Stored items
◆ ◆ ◆ ◆
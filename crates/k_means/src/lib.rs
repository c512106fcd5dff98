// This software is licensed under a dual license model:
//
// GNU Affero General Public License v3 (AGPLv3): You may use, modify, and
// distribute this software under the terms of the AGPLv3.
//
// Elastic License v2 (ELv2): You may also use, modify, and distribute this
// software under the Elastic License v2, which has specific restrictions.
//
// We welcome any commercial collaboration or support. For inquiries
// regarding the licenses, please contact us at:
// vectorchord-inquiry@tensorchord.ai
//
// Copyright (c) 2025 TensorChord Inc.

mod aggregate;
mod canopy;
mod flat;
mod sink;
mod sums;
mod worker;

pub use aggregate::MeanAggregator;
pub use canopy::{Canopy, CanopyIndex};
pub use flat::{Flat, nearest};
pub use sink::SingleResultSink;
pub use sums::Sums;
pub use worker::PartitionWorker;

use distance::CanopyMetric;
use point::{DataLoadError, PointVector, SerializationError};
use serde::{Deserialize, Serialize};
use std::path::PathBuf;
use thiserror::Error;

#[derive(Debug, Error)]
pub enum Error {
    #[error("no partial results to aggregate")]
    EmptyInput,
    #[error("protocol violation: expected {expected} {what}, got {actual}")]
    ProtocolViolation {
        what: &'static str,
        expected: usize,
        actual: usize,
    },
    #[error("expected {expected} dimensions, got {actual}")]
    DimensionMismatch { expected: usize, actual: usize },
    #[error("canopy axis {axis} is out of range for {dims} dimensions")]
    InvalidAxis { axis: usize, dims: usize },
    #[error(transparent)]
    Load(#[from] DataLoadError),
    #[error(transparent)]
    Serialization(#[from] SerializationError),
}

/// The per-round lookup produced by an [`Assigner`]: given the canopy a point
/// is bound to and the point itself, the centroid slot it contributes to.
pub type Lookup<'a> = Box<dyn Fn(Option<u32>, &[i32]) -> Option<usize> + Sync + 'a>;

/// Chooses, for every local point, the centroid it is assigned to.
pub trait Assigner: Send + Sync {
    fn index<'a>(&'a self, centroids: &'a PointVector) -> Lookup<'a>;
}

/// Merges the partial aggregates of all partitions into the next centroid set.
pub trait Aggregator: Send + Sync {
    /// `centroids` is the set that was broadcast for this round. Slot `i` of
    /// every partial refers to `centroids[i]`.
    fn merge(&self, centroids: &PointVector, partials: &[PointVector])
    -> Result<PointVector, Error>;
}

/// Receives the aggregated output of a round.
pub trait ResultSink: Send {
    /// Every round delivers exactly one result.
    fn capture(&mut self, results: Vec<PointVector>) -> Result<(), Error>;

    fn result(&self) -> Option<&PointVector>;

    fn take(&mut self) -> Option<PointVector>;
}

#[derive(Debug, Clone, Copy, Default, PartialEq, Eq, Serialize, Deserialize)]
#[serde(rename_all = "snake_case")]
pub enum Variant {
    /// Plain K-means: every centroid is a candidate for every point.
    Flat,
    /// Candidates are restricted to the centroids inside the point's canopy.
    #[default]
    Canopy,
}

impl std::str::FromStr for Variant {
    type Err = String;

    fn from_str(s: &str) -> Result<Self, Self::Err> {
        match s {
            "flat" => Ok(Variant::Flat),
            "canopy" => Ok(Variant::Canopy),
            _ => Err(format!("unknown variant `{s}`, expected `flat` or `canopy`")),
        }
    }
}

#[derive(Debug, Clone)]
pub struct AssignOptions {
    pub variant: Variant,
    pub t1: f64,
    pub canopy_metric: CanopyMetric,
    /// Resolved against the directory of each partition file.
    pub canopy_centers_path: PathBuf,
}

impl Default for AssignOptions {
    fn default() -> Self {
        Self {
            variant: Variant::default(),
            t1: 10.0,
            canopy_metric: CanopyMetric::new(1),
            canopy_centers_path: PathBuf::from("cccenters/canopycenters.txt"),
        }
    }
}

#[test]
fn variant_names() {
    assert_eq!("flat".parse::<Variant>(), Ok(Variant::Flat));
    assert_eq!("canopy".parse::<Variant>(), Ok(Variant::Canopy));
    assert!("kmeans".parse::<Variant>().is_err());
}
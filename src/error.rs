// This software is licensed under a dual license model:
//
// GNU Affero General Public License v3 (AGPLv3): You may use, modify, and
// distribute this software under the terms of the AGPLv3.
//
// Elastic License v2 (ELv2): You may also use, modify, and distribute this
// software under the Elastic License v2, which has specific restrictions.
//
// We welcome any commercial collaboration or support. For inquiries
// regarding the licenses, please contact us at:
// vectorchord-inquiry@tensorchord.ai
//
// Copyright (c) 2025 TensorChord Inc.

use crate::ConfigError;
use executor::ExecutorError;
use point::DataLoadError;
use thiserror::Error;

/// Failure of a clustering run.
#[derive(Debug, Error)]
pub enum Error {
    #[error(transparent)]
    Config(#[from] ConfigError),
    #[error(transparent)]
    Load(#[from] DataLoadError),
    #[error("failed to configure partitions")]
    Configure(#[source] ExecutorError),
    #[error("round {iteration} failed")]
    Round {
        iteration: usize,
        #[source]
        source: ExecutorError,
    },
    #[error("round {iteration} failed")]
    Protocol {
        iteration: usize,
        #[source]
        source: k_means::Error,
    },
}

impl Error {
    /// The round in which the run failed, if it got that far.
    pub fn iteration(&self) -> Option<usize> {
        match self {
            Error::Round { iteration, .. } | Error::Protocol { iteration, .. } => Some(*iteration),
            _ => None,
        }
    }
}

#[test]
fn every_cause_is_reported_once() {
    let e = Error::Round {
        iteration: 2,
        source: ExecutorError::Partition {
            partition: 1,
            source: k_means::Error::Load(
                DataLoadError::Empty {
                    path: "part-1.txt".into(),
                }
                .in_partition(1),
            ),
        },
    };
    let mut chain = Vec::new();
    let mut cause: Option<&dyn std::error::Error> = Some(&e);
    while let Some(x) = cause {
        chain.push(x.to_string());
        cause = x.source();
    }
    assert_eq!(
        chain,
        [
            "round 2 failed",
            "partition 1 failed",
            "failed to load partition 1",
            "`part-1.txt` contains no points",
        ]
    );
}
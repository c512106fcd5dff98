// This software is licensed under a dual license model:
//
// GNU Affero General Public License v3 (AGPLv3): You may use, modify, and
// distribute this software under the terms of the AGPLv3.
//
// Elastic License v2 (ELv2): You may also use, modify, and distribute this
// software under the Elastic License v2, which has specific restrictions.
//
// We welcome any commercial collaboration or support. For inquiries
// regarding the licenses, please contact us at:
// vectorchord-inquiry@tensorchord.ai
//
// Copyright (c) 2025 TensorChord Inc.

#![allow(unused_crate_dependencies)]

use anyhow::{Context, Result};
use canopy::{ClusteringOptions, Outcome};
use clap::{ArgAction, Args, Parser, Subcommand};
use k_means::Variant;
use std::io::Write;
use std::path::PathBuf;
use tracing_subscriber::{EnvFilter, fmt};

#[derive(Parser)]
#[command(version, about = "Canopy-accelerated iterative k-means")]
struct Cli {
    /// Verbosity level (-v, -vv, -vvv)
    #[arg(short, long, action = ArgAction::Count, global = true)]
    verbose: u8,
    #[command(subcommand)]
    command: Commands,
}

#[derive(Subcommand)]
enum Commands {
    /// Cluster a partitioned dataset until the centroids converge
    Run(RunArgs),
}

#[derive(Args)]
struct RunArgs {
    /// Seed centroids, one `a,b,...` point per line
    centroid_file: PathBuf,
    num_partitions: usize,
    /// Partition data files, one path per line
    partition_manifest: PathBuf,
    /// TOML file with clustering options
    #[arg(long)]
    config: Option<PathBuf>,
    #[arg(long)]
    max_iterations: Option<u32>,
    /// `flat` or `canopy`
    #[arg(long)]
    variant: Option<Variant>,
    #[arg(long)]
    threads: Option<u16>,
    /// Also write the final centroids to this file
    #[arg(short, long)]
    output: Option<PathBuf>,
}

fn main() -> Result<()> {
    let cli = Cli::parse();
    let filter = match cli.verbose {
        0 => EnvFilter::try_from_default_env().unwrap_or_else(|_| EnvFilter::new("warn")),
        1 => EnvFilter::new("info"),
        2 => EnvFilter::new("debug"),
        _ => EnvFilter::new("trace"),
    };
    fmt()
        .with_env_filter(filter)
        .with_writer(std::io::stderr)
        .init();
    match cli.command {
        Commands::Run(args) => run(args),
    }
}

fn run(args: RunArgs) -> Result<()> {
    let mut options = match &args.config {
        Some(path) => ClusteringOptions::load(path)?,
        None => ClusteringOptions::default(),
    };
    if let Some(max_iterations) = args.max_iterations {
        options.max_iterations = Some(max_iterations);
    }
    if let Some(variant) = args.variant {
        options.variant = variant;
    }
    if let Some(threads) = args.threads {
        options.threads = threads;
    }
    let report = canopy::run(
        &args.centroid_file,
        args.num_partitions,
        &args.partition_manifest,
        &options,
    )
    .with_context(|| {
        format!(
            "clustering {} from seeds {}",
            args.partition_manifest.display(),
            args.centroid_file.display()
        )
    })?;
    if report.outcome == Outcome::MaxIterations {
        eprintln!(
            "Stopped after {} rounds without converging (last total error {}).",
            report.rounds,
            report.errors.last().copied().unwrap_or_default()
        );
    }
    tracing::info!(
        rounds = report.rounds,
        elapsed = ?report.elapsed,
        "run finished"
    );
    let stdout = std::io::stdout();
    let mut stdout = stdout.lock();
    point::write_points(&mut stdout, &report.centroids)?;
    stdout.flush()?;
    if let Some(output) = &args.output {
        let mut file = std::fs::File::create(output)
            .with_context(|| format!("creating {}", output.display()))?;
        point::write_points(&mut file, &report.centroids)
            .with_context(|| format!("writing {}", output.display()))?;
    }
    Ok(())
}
◆ ◆ ◆ ◆
• [THE TASK] From the line holding "usize, actual: usize" to the line holding "fn result(&self) -> Option<&PointVector>;", inclusive, restate each line above exactly as written.

• [SOLUTION FOR THIS EXERCISE]
    DimensionMismatch { expected: usize, actual: usize },
    #[error("canopy axis {axis} is out of range for {dims} dimensions")]
    InvalidAxis { axis: usize, dims: usize },
    #[error(transparent)]
    Load(#[from] DataLoadError),
    #[error(transparent)]
    Serialization(#[from] SerializationError),
}

/// The per-round lookup produced by an [`Assigner`]: given the canopy a point
/// is bound to and the point itself, the centroid slot it contributes to.
pub type Lookup<'a> = Box<dyn Fn(Option<u32>, &[i32]) -> Option<usize> + Sync + 'a>;

/// Chooses, for every local point, the centroid it is assigned to.
pub trait Assigner: Send + Sync {
    fn index<'a>(&'a self, centroids: &'a PointVector) -> Lookup<'a>;
}

/// Merges the partial aggregates of all partitions into the next centroid set.
pub trait Aggregator: Send + Sync {
    /// `centroids` is the set that was broadcast for this round. Slot `i` of
    /// every partial refers to `centroids[i]`.
    fn merge(&self, centroids: &PointVector, partials: &[PointVector])
    -> Result<PointVector, Error>;
}

/// Receives the aggregated output of a round.
pub trait ResultSink: Send {
    /// Every round delivers exactly one result.
    fn capture(&mut self, results: Vec<PointVector>) -> Result<(), Error>;

    fn result(&self) -> Option<&PointVector>;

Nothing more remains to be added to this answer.